Se vorrete seguirmi nel mio giro in métro e interagire con me, non potrà che farmi piacere. 😉

12 Comments

  1. Eve Eve

    lubitsch *O* chaplin! wilder! i romanzoni russi! zaziee <3 quante cose in comune, sigh.

    sì, è un commento molto intelligente, me ne rendo conto.
    (sono la eve -venus in furs- di asianworld. sono venuta a dare un'occhiata, presa dalla curiosità 😀 hai un blog carinissimo)

    • Asaka Asaka

      Ciao Eve, grazie di essere passata 🙂

      Io lo dico sempre: al giorno d’oggi mancano i lubitsch, i chaplin, i queneau. A costo di sembrare una vecchina nostalgica: più Belinski per tutti!!

  2. Dopo il tuo commento a “L’idiota” sono passato dalle “tue parti”. 🙂

    • Asaka Asaka

      Grazie d’esser passato “dalle mie parti”. 🙂
      A presto!

  3. Antonietta Antonietta

    Mi sento confusa.
    Meglio, mi sento preda di una sindrome confusionale acuta.
    Ho una sintomatologia precisa ed inconfutabile:
    disorganizzazione spazio- temporale;
    riduzione delle funzioni cognitive;
    alterazione dello stato di coscienza.
    E tutto questo più del normale.
    Sostanzialmente, si manifesta con la sottoscritta che:
    perde il pullman
    perde i libri prestati
    presta i libri perduti.

    E tutto questo è colpa della nuova grafica di questo sito.
    Io sono un animale abitudinario.
    Più animale che abitudinario.
    Ergo, non potete mica cambiarmi dall’oggi al domani i punti di riferimento.
    Ergo, protesto vivamente.
    Ergo, attendo che si ritorni allo status quo ante.
    Con tanto di scuse, neh!

    • presta i libri perduti

      E presti anche i libri non tuoi?

      Ad ogni modo capisco come ti senti. Anche la mia natura (bestiale) è di tipo conservativo. Ma ho voluto fare qualcosa di trasgressivo, anche se immaginavo che animi semplici e delicati, come il tuo, avrebbero potuto rimanerne traumatizzati.

      Indietro ormai non si può andare.

      Ma se deciderai di salvaguardare la tua serenità allontanandoti da questo sito, non ti fermerò.

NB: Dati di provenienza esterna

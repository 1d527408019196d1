//! Shared fixtures for the integration tests: a scripted portal that stands
//! in for the live HTTP transport.
#![allow(dead_code)]

use std::path::PathBuf;
use std::sync::Mutex;

use async_trait::async_trait;
use licscrape::record::RawRecord;
use licscrape::scrape::{Engine, RunSummary, ScrapeError, ScrapeOptions, Target};
use licscrape::store::ScrapeStore;
use licscrape::transport::{Page, Request, Transport};

type Responder = Box<dyn Fn(&Request) -> Option<String> + Send + Sync>;

/// Transport answering each request from a closure and recording what was
/// asked. A `None` answer is served as an HTTP 500.
pub struct MockSite {
    responder: Responder,
    log: Mutex<Vec<Request>>,
}

impl MockSite {
    pub fn new(responder: impl Fn(&Request) -> Option<String> + Send + Sync + 'static) -> Self {
        Self {
            responder: Box::new(responder),
            log: Mutex::new(Vec::new()),
        }
    }

    pub fn requests(&self) -> Vec<Request> {
        self.log.lock().unwrap().clone()
    }

    /// Number of recorded requests matching `pred`.
    pub fn count(&self, pred: impl Fn(&Request) -> bool) -> usize {
        self.log.lock().unwrap().iter().filter(|r| pred(r)).count()
    }
}

#[async_trait]
impl Transport for MockSite {
    async fn fetch(&self, request: Request) -> Result<Page, ScrapeError> {
        self.log.lock().unwrap().push(request.clone());
        match (self.responder)(&request) {
            Some(body) => Ok(Page {
                url: request.url,
                body,
            }),
            None => Err(ScrapeError::Status {
                url: request.url.to_string(),
                status: 500,
            }),
        }
    }
}

/// Scratch directory holding one target's cache.
pub struct Scratch {
    dir: tempfile::TempDir,
}

impl Scratch {
    pub fn new() -> Self {
        Self {
            dir: tempfile::tempdir().unwrap(),
        }
    }

    pub fn cache(&self) -> PathBuf {
        self.dir.path().join("cache.json")
    }

    pub fn path(&self, name: &str) -> PathBuf {
        self.dir.path().join(name)
    }

    pub fn store_for(&self, target: &dyn Target) -> ScrapeStore {
        ScrapeStore::load(self.cache(), |r| target.identity_key(r)).unwrap()
    }

    pub fn cache_text(&self) -> String {
        std::fs::read_to_string(self.cache()).unwrap()
    }

    pub fn cached_records(&self) -> Vec<RawRecord> {
        serde_json::from_str(&self.cache_text()).unwrap()
    }
}

/// Run `target` once against `site` with a fresh store over the scratch cache.
pub async fn run_once(
    target: &mut dyn Target,
    site: &MockSite,
    scratch: &Scratch,
    options: ScrapeOptions,
) -> anyhow::Result<RunSummary> {
    let mut store = scratch.store_for(target);
    Engine::new(target, site, options).run(&mut store).await
}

      [e quando hai perso il pullman come ti sei recata nel tuo paradiso lavorativo? Con la capretta? XDDD]

  4. Antonietta Antonietta

    Questione 1
    Con la capretta? Jamais.
    Ho tirato fuori il dito da autostoppista, il cartello con sopra scritto ‘New Orth’ e, tosto, s’è fermato un trattore, con tanto di trattorista moldavo e nerboruto.

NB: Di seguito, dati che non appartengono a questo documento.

//! Rhode Island Department of Labor and Training, licensed plumbers.
//!
//! A WebForms application where both the pager and each licensee's detail
//! view are postbacks from the results grid. Rows carry the postback target
//! of their detail link so the detail can be requested from the list page
//! that produced them.

use async_trait::async_trait;
use html_scraper::Html;
use tracing::debug;
use url::Url;

use crate::forms::HtmlForm;
use crate::html::{PostBack, by_id, css, labeled_span, pager_link, text};
use crate::names::first_last;
use crate::record::{IdentityKey, NormalizedRecord, RawRecord};
use crate::scrape::{DetailPolicy, ParsedRows, RowError, ScrapeError, Target};
use crate::transport::{Page, Request, Transport};

const NAME: &str = "rhode-island";
const SEARCH_URL: &str = "https://dltweb.dlt.ri.gov/profregsonline/LicenseSearch";
const TRADE_SELECT_ID: &str = "MainContent_cboTrade";
const SEARCH_BUTTON_ID: &str = "MainContent_btnSearch";
const RESULTS_GRID_ID: &str = "MainContent_gvLicenseSearchResults";
const DETAIL_LINK_PREFIX: &str = "MainContent_gvLicenseSearchResults_lbLicenseDetails_";
const LICENSES_GRID_ID: &str = "MainContent_gvLicenses";

/// Record key holding the detail link's postback target.
const DETAIL_TARGET: &str = "_postback";

const DETAIL_LABELS: &[&str] = &[
    "Name",
    "Address",
    "Home Phone",
    "Business Phone",
    "Company",
    "Expiration Date",
    "Insurance Name",
    "Insurance Termination Date",
];
const LICENSE_CELLS: &[&str] = &["License", "Status", "Code", "Issue"];

#[derive(Default)]
pub struct RhodeIsland {
    current: Option<Page>,
    first_page: Option<Page>,
}

impl RhodeIsland {
    pub fn new() -> Self {
        Self::default()
    }
}

fn search_request(page: &Page) -> Result<Request, ScrapeError> {
    let doc = Html::parse_document(&page.body);
    let mut form = HtmlForm::containing(&doc, &page.url, &css(&format!("#{TRADE_SELECT_ID}")))
        .ok_or_else(|| ScrapeError::navigation(NAME, "license search form not found"))?;
    form.set_by_id(TRADE_SELECT_ID, "Plumber");
    let button = form
        .button_by_id(SEARCH_BUTTON_ID)
        .ok_or_else(|| ScrapeError::navigation(NAME, "search button not found"))?;
    form.click(button)
        .ok_or_else(|| ScrapeError::navigation(NAME, "search button not found"))
}

fn page_request(current: &Page, page: u32) -> Option<Request> {
    let doc = Html::parse_document(&current.body);
    let grid = by_id(&doc, RESULTS_GRID_ID)?;
    let link = pager_link(grid, page)?;
    let form = HtmlForm::extract(&doc, &current.url, &css("form"))?;
    Some(form.postback(&link.target, &link.argument))
}

fn detail_request(list_page: &Page, postback_target: &str) -> Option<Request> {
    let doc = Html::parse_document(&list_page.body);
    let form = HtmlForm::extract(&doc, &list_page.url, &css("form"))?;
    Some(form.postback(postback_target, ""))
}

fn parse_results(page: &Page) -> ParsedRows {
    let doc = Html::parse_document(&page.body);
    doc.select(&css(&format!("a[id^={DETAIL_LINK_PREFIX}]")))
        .map(|anchor| {
            let license = text(anchor);
            if license.is_empty() {
                return Err(RowError::new("detail link has no license number"));
            }
            let postback = PostBack::from_anchor(anchor)
                .ok_or_else(|| {
                    RowError::new(format!("detail link for {license} is not a postback"))
                })?;
            let mut record = RawRecord::new();
            record.insert("License", license);
            record.insert(DETAIL_TARGET, postback.target);
            Ok(record)
        })
        .collect()
}

fn parse_detail(page: &Page) -> Result<RawRecord, ScrapeError> {
    let doc = Html::parse_document(&page.body);
    let mut detail: RawRecord = DETAIL_LABELS
        .iter()
        .filter_map(|label| labeled_span(&doc, label).map(|value| (*label, value)))
        .collect();

    let Some(licenses) = by_id(&doc, LICENSES_GRID_ID) else {
        return Err(ScrapeError::navigation(NAME, "detail view has no license grid"));
    };
    let td_sel = css("td");
    for (key, td) in LICENSE_CELLS.iter().zip(licenses.select(&td_sel)) {
        detail.insert(*key, text(td));
    }
    Ok(detail)
}

#[async_trait]
impl Target for RhodeIsland {
    fn name(&self) -> &'static str {
        NAME
    }

    fn portal_url(&self) -> &'static str {
        SEARCH_URL
    }

    fn extra_columns(&self) -> &'static [&'static str] {
        &[
            "Full Name",
            "Business Phone",
            "License Code",
            "Issue Date",
            "Expiration Date",
            "Insurance Name",
            "Insurance Termination Date",
        ]
    }

    fn page_limit(&self) -> u32 {
        258
    }

    fn has_detail(&self) -> bool {
        true
    }

    fn detail_policy(&self) -> DetailPolicy {
        DetailPolicy::Abort
    }

    async fn prepare(&mut self, transport: &dyn Transport) -> Result<(), ScrapeError> {
        let search = transport.fetch(Request::get(Url::parse(SEARCH_URL)?)).await?;
        let request = search_request(&search)?;
        self.first_page = Some(transport.fetch(request).await?);
        Ok(())
    }

    async fn fetch_list_page(
        &mut self,
        transport: &dyn Transport,
        _partition: &str,
        page: u32,
    ) -> Result<Option<Page>, ScrapeError> {
        let served = if page == 1 {
            self.first_page
                .take()
                .ok_or_else(|| ScrapeError::navigation(NAME, "search was not submitted"))?
        } else {
            let Some(request) = self.current.as_ref().and_then(|c| page_request(c, page)) else {
                debug!(target_name = NAME, page, "Pager has no link to page");
                return Ok(None);
            };
            transport.fetch(request).await?
        };
        self.current = Some(served.clone());
        Ok(Some(served))
    }

    fn parse_rows(&self, page: &Page, _page_number: u32) -> Result<ParsedRows, ScrapeError> {
        Ok(parse_results(page))
    }

    fn identity_key(&self, record: &RawRecord) -> IdentityKey {
        IdentityKey::from_fields(record, &["License"])
    }

    async fn fetch_detail(
        &mut self,
        transport: &dyn Transport,
        record: &RawRecord,
    ) -> Result<RawRecord, ScrapeError> {
        let request = self
            .current
            .as_ref()
            .and_then(|list| detail_request(list, record.field(DETAIL_TARGET)))
            .ok_or_else(|| {
                ScrapeError::navigation(NAME, "no results page to post the detail link from")
            })?;
        let page = transport.fetch(request).await?;
        parse_detail(&page)
    }

    fn format_record(&self, record: &RawRecord) -> NormalizedRecord {
        let mut out = NormalizedRecord::new(self.extra_columns());
        let (first, last) = first_last(record.field("Name"));
        out.set("Last Name", last);
        out.set("First Name", first);
        out.set("Street Address 1", record.field("Address"));
        out.set("State", "Rhode Island");
        out.set("Phone", record.first_of(&["Home Phone", "Business Phone"]));
        out.set("Company", record.field("Company"));
        out.set("License Number", record.field("License"));
        out.set("License Status", record.field("Status"));
        out.set("Full Name", record.field("Name"));
        out.set("Business Phone", record.field("Business Phone"));
        out.set("License Code", record.field("Code"));
        out.set("Issue Date", record.field("Issue"));
        out.set("Expiration Date", record.field("Expiration Date"));
        out.set("Insurance Name", record.field("Insurance Name"));
        out.set("Insurance Termination Date", record.field("Insurance Termination Date"));
        out
    }
}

    • Sì, beh, a bordo di un trattore senza conducente non credo saresti andata molto lontana.

      Peccato però, avresti potuto usare un asciugamano per fare l’autostop, e magari ora ti ritroveresti a Maghrathea.
      Ma capisco che New Orth sia un luogo troppo affascinante per essere subissato dall’universo.

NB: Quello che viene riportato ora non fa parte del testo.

//! Scraped records and the common export schema.

use std::fmt;

use chrono::NaiveDate;
use indexmap::IndexMap;
use serde::{Deserialize, Deserializer, Serialize};

/// Columns every export starts with, in order.
pub const COLUMNS: &[&str] = &[
    "File",
    "Last Name",
    "First Name",
    "Street Address 1",
    "Street Address 2",
    "City",
    "State",
    "Zip Code",
    "Phone",
    "Email",
    "License Number",
    "License Status",
    "Company Domain",
    "Company",
];

/// Key under which targets store the detail-page URL of a record.
pub const HREF: &str = "href";

/// Fields scraped from a list row, extended by the detail page.
///
/// Keys keep their insertion order so cache files read the same way the
/// portal presents them.
#[derive(Debug, Clone, Default, PartialEq, Eq, Serialize)]
#[serde(transparent)]
pub struct RawRecord(IndexMap<String, String>);

impl RawRecord {
    pub fn new() -> Self {
        Self::default()
    }

    /// Build a record by pairing `keys` with `values` positionally.
    ///
    /// Extra values are ignored; missing values leave their keys absent.
    pub fn zip<I, S>(keys: &[&str], values: I) -> Self
    where
        I: IntoIterator<Item = S>,
        S: Into<String>,
    {
        let mut record = Self::new();
        for (key, value) in keys.iter().zip(values) {
            record.insert(*key, value);
        }
        record
    }

    pub fn get(&self, key: &str) -> Option<&str> {
        self.0.get(key).map(String::as_str)
    }

    /// Value for `key`, or the empty string when absent.
    pub fn field(&self, key: &str) -> &str {
        self.get(key).unwrap_or_default()
    }

    /// First non-empty value among `keys`, or "".
    pub fn first_of(&self, keys: &[&str]) -> &str {
        keys.iter()
            .map(|k| self.field(k))
            .find(|v| !v.is_empty())
            .unwrap_or_default()
    }

    pub fn insert(&mut self, key: impl Into<String>, value: impl Into<String>) {
        self.0.insert(key.into(), value.into());
    }

    pub fn contains(&self, key: &str) -> bool {
        self.0.contains_key(key)
    }

    /// Merge `other` into `self` without overwriting fields already present.
    ///
    /// Identity fields come from the list row, so keeping them untouched keeps
    /// the record's key stable across reloads.
    pub fn merge_missing(&mut self, other: RawRecord) {
        self.merge_detail(other, &[]);
    }

    /// Like [`merge_missing`](Self::merge_missing), except that the fields
    /// named in `overriding` take `other`'s value when it is non-empty.
    pub fn merge_detail(&mut self, other: RawRecord, overriding: &[&str]) {
        for (key, value) in other.0 {
            if overriding.contains(&key.as_str()) && !value.is_empty() {
                self.0.insert(key, value);
            } else {
                self.0.entry(key).or_insert(value);
            }
        }
    }

    pub fn len(&self) -> usize {
        self.0.len()
    }

    pub fn is_empty(&self) -> bool {
        self.0.is_empty()
    }

    pub fn iter(&self) -> impl Iterator<Item = (&str, &str)> {
        self.0.iter().map(|(k, v)| (k.as_str(), v.as_str()))
    }

    /// Build a record from a JSON object, stringifying scalar values.
    pub fn from_json_object(object: serde_json::Map<String, serde_json::Value>) -> Self {
        Self(
            object
                .into_iter()
                .map(|(k, v)| (k, json_to_text(v)))
                .collect(),
        )
    }
}

fn json_to_text(value: serde_json::Value) -> String {
    match value {
        serde_json::Value::Null => String::new(),
        serde_json::Value::String(s) => s,
        other => other.to_string(),
    }
}

// Older cache files carry `null` for fields that were never filled, and JSON
// APIs hand back numbers; both load as text.
impl<'de> Deserialize<'de> for RawRecord {
    fn deserialize<D: Deserializer<'de>>(deserializer: D) -> Result<Self, D::Error> {
        let object = serde_json::Map::<String, serde_json::Value>::deserialize(deserializer)?;
        Ok(Self::from_json_object(object))
    }
}

impl<K: Into<String>, V: Into<String>> FromIterator<(K, V)> for RawRecord {
    fn from_iter<T: IntoIterator<Item = (K, V)>>(iter: T) -> Self {
        Self(iter.into_iter().map(|(k, v)| (k.into(), v.into())).collect())
    }
}

/// The tuple of field values a target uses to recognise a record it has
/// already scraped.
#[derive(Debug, Clone, PartialEq, Eq, Hash, PartialOrd, Ord)]
pub struct IdentityKey(Vec<String>);

impl IdentityKey {
    /// Key made of `fields` in order; absent fields contribute "".
    pub fn from_fields(record: &RawRecord, fields: &[&str]) -> Self {
        Self(
            fields
                .iter()
                .map(|f| record.field(f).to_string())
                .collect(),
        )
    }

    pub fn parts(&self) -> &[String] {
        &self.0
    }
}

impl fmt::Display for IdentityKey {
    fn fmt(&self, f: &mut fmt::Formatter<'_>) -> fmt::Result {
        f.write_str(&self.0.join(" | "))
    }
}

/// A record mapped onto [`COLUMNS`] plus a target's extra columns.
///
/// Every column exists from construction on, so a formatter that never
/// touches a column still yields an empty cell for it.
#[derive(Debug, Clone, PartialEq, Eq)]
pub struct NormalizedRecord {
    columns: IndexMap<String, String>,
}

impl NormalizedRecord {
    pub fn new(extra_columns: &[&str]) -> Self {
        let columns = COLUMNS
            .iter()
            .chain(extra_columns)
            .map(|c| (c.to_string(), String::new()))
            .collect();
        Self { columns }
    }

    /// Set a column. Columns outside the schema are appended after it.
    pub fn set(&mut self, column: &str, value: impl Into<String>) {
        let value = value.into();
        match self.columns.get_mut(column) {
            Some(slot) => *slot = value,
            None => {
                tracing::debug!(column, "column outside declared schema");
                self.columns.insert(column.to_string(), value);
            }
        }
    }

    pub fn get(&self, column: &str) -> Option<&str> {
        self.columns.get(column).map(String::as_str)
    }

    pub fn columns(&self) -> impl Iterator<Item = &str> {
        self.columns.keys().map(String::as_str)
    }

    /// Cell values laid out in the order of `header`.
    pub fn row<'a>(&'a self, header: &'a [String]) -> impl Iterator<Item = &'a str> + 'a {
        header
            .iter()
            .map(|column| self.get(column).unwrap_or_default())
    }
}

/// "Active" or "Expired" for an ISO (`YYYY-MM-DD`) expiration date relative
/// to `today`, `None` when the date does not parse.
pub fn status_from_expiration(expiration: &str, today: NaiveDate) -> Option<&'static str> {
    let date = NaiveDate::parse_from_str(expiration.trim(), "%Y-%m-%d").ok()?;
    Some(if date < today { "Expired" } else { "Active" })
}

  5. Antonietta Antonietta

    La risposta è 42.
    Non aggiungo altro.

    • Così parlò Antonietta.

      Amen.

  6. Cocò Cocò

    ciao posso seguire i tuoi scritti e magari interagire con te??? la recensione sull’Idiota è meravigliosamente intensa coinvolgente….
    grazie
    Cocò

    • Ciao Cocò,
      se non volessi condividere alcuni miei pensieri non pubblicherei… grazie a te di aver letto e avermi espresso la tua opinione.